| Stored data |
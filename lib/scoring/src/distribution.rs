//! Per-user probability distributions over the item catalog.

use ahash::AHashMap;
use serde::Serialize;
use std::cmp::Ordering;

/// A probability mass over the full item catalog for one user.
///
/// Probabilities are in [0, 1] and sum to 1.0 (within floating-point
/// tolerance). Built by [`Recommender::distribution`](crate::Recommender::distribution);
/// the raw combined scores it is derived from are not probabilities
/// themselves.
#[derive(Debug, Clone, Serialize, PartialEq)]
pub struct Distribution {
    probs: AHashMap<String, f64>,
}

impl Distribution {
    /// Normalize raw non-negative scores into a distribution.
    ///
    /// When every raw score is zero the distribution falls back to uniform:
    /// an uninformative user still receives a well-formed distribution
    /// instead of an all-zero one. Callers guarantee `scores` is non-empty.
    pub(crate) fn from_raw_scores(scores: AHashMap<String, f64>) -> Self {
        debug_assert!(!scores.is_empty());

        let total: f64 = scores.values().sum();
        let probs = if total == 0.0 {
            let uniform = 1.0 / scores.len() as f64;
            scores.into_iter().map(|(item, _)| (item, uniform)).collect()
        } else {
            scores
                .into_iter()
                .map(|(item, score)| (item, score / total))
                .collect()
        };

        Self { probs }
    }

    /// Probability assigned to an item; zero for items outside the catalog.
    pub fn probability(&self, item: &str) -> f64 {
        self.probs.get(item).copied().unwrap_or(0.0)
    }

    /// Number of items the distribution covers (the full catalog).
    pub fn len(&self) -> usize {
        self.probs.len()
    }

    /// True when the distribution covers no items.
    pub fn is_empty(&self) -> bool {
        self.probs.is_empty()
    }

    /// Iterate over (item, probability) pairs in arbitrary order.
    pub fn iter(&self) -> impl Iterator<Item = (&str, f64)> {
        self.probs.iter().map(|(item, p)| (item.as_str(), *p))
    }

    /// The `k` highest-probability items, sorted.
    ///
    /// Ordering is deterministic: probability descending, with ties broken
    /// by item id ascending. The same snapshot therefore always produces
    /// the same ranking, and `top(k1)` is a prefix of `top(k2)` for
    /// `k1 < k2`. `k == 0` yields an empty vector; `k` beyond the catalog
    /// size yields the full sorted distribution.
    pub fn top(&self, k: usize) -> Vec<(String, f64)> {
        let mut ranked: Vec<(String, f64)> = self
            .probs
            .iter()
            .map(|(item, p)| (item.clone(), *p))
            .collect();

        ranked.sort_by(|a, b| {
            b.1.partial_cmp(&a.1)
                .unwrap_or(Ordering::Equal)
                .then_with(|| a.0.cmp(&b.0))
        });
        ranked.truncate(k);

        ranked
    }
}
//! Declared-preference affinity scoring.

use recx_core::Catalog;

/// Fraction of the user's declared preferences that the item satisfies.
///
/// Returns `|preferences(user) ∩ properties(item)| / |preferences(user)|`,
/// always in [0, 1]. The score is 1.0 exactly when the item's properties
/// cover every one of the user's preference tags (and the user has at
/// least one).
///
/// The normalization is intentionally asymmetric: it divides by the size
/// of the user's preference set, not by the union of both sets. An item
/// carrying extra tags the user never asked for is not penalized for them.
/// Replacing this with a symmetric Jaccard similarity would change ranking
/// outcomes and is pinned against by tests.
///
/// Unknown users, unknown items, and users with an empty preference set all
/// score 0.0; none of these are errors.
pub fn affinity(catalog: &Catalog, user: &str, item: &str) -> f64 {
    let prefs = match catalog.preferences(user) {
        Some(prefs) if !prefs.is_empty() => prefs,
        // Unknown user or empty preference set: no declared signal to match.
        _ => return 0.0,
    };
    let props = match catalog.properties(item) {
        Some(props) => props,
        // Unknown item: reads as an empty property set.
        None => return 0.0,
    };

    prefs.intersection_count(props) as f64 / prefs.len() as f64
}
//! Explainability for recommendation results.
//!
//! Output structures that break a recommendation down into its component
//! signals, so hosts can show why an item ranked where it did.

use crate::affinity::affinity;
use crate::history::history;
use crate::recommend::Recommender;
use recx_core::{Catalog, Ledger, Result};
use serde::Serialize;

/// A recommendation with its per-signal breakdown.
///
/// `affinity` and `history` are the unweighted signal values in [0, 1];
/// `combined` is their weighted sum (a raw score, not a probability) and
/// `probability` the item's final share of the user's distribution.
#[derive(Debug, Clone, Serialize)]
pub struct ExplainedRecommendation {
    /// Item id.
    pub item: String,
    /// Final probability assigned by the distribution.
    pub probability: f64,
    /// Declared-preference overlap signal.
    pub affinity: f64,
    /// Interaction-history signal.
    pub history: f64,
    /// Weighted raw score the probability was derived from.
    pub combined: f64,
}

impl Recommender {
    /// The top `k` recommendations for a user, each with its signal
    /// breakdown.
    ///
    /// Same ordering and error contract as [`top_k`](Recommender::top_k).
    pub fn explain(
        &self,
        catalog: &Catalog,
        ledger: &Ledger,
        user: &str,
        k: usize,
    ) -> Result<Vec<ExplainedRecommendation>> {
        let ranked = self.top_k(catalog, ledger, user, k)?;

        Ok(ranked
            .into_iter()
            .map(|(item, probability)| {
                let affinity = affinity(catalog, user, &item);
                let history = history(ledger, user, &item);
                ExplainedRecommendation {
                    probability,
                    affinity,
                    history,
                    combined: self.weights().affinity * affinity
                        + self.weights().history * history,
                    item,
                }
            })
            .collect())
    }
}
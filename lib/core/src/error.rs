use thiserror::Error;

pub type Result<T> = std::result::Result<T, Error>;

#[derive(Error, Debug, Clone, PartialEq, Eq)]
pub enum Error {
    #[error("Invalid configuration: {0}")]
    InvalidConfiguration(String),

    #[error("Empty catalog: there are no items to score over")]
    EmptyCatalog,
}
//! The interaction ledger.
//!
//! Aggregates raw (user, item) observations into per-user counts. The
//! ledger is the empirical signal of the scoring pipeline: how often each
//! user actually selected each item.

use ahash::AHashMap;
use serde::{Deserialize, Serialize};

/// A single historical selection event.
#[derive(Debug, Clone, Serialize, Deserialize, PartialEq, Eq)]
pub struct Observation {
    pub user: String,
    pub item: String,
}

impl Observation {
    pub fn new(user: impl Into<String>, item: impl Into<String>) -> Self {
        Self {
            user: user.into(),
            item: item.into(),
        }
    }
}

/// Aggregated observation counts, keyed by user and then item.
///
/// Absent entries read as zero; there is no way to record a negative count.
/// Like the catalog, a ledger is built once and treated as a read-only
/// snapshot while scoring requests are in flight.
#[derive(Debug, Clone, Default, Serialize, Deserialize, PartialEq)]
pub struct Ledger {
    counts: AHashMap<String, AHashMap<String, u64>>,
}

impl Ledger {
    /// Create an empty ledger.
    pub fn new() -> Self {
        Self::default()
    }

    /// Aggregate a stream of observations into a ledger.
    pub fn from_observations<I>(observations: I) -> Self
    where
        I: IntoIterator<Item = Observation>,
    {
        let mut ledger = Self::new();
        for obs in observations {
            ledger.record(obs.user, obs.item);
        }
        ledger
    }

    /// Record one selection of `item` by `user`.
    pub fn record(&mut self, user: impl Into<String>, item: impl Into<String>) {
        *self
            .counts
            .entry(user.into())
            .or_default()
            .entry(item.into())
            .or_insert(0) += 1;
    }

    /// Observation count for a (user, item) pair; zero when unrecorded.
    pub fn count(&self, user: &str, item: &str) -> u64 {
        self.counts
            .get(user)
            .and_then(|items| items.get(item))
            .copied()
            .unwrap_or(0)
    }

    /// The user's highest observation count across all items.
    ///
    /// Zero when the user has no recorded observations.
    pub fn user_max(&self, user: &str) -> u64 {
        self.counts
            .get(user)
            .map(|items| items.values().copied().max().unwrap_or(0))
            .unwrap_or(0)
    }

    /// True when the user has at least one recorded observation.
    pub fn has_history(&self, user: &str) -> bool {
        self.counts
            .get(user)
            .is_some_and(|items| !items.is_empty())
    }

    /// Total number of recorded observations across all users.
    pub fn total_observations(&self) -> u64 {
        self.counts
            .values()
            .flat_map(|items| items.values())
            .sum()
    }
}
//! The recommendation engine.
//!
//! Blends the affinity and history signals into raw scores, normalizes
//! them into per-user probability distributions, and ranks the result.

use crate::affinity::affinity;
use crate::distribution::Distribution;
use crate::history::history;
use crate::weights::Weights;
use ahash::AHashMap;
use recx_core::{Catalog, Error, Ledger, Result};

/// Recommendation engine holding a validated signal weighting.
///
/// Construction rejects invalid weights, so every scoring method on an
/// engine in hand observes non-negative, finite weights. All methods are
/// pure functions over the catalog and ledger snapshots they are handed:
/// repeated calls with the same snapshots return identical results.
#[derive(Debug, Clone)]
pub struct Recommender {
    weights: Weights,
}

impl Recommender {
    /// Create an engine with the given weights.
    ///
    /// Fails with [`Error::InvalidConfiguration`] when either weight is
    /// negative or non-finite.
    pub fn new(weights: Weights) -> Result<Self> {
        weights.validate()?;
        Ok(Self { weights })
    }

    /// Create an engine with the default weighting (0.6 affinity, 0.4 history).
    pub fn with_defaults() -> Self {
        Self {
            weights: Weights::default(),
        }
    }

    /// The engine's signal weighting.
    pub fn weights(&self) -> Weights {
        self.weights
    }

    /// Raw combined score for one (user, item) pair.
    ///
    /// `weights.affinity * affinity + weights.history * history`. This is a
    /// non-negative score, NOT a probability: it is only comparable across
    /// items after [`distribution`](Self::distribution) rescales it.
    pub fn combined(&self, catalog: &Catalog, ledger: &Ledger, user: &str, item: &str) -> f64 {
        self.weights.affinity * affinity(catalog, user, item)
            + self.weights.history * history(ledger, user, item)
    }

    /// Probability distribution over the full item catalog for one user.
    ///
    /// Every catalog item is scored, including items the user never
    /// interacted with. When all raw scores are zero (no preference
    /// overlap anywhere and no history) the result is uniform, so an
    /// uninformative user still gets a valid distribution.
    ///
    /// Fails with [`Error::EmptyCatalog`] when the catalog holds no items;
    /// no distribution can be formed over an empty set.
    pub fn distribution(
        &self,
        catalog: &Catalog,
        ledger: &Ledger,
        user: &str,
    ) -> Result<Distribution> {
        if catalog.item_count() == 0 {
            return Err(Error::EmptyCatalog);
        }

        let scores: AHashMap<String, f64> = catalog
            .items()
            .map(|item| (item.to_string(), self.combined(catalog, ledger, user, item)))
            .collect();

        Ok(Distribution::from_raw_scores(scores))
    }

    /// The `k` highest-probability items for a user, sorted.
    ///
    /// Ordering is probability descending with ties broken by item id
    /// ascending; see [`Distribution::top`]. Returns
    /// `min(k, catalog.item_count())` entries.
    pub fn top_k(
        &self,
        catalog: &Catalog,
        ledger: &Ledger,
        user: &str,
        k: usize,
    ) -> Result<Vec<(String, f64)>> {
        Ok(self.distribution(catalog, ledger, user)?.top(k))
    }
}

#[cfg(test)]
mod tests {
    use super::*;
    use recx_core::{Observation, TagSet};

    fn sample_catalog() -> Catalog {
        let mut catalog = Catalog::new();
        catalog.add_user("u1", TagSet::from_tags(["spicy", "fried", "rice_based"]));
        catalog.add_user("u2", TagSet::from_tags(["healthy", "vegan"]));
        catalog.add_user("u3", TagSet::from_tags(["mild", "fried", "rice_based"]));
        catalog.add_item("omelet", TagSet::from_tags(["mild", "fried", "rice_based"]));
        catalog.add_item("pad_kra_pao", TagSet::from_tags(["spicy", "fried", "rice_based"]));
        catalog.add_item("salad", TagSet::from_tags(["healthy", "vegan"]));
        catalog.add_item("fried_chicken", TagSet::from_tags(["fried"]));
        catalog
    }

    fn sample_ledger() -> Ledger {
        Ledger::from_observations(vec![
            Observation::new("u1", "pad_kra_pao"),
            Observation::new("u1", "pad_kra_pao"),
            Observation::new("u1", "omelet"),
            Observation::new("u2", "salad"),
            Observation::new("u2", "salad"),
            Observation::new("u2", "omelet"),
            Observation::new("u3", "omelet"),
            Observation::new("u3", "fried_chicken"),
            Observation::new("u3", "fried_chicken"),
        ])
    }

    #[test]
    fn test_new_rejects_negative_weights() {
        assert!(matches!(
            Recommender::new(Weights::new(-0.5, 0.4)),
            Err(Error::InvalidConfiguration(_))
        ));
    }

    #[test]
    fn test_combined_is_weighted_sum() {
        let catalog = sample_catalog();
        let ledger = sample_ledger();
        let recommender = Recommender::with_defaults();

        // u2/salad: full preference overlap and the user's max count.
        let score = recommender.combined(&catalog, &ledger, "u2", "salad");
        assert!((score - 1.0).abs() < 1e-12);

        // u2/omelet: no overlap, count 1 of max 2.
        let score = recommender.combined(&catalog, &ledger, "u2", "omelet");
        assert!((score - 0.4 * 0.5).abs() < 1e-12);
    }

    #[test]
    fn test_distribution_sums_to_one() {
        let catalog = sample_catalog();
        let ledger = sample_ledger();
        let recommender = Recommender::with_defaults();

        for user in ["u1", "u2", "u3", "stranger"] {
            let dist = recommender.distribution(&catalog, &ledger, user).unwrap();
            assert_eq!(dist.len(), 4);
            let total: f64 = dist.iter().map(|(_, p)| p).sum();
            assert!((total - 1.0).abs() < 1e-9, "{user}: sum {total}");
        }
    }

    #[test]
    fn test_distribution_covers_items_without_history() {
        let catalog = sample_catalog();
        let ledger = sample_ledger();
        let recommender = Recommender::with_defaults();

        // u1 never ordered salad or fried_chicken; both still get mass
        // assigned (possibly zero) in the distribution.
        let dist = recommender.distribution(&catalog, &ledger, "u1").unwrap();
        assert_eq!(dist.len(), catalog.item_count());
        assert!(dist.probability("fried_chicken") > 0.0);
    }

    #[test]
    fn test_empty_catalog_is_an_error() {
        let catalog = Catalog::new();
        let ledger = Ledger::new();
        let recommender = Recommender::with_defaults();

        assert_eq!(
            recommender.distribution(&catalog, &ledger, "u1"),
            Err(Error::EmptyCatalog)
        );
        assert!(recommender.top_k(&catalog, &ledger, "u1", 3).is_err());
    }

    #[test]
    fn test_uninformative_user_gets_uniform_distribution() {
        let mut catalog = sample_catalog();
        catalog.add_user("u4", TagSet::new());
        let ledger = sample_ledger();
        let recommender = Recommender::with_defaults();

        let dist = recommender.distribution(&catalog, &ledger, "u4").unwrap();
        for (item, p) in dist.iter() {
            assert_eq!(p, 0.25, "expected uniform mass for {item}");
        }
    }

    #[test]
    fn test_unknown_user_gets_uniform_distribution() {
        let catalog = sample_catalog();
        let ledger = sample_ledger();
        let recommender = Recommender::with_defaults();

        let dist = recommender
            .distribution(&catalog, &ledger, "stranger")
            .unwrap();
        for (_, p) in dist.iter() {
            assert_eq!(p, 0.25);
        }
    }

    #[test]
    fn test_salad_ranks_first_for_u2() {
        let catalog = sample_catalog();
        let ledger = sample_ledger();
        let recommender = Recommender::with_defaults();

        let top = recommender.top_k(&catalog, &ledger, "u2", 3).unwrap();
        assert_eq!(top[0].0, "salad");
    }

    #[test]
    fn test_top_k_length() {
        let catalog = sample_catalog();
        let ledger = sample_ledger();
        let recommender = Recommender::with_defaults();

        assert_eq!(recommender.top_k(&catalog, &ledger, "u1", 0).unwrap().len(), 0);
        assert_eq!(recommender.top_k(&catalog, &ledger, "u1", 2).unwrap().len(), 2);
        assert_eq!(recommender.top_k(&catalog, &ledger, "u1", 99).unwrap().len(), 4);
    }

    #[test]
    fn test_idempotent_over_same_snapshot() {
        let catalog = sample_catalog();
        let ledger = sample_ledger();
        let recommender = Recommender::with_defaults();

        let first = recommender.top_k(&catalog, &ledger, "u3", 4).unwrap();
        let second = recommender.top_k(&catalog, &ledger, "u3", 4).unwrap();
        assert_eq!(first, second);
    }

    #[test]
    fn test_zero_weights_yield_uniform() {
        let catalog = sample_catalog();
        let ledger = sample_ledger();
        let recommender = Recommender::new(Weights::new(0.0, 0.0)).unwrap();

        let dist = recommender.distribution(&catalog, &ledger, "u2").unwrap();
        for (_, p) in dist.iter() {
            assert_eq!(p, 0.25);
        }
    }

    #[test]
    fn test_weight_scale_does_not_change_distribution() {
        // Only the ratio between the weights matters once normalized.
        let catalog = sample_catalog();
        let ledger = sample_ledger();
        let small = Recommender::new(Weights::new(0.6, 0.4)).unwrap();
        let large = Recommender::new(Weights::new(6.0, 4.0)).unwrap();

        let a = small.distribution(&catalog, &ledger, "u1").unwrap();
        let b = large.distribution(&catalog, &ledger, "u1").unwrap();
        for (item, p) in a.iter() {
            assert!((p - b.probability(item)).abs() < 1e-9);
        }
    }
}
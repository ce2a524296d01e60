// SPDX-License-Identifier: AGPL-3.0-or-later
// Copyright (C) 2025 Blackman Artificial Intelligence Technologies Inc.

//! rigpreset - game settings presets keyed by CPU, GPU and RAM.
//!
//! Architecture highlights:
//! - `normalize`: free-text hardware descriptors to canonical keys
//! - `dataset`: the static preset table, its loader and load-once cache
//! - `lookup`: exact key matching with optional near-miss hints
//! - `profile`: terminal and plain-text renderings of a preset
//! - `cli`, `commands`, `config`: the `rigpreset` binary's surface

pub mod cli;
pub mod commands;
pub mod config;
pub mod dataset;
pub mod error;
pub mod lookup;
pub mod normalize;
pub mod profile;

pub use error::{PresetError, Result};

| How to complete this task |
Return every line of the preceding records in which the word "full" appears.

| Answer space |
/// A probability mass over the full item catalog for one user.
    /// Number of items the distribution covers (the full catalog).
    /// size yields the full sorted distribution.
    /// Probability distribution over the full item catalog for one user.
        // u2/salad: full preference overlap and the user's max count.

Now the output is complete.